**The problem**
Give the number of lines in these entries that contain the string "info", with no further comment.

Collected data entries
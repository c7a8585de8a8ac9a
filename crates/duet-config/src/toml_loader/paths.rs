//! Where the config file lives, and first-run creation.

use std::ffi::OsString;
use std::path::{Path, PathBuf};

use duet_common::ConfigError;
use tracing::info;

use super::template::default_config_toml;

/// Environment variable that overrides the config file location.
pub const CONFIG_PATH_ENV: &str = "DUET_CONFIG";

/// Config file path: `$DUET_CONFIG` if set, else `<config dir>/duet/config.toml`.
pub fn default_config_path() -> Result<PathBuf, ConfigError> {
    resolve_config_path(std::env::var_os(CONFIG_PATH_ENV), dirs::config_dir())
}

fn resolve_config_path(
    from_env: Option<OsString>,
    config_dir: Option<PathBuf>,
) -> Result<PathBuf, ConfigError> {
    if let Some(path) = from_env.filter(|value| !value.is_empty()) {
        return Ok(PathBuf::from(path));
    }
    config_dir
        .map(|dir| dir.join("duet").join("config.toml"))
        .ok_or_else(|| {
            ConfigError::ParseError(format!(
                "no platform config directory; set {CONFIG_PATH_ENV}"
            ))
        })
}

/// Write the commented template to `path`, creating parent directories.
pub fn create_default_config(path: &Path) -> Result<(), ConfigError> {
    let write = || -> std::io::Result<()> {
        if let Some(parent) = path.parent() {
            std::fs::create_dir_all(parent)?;
        }
        std::fs::write(path, default_config_toml())
    };
    write().map_err(|e| {
        ConfigError::ParseError(format!(
            "cannot write default config to {}: {e}",
            path.display()
        ))
    })?;

    info!(path = %path.display(), "Wrote default config");
    Ok(())
}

**Your response**
2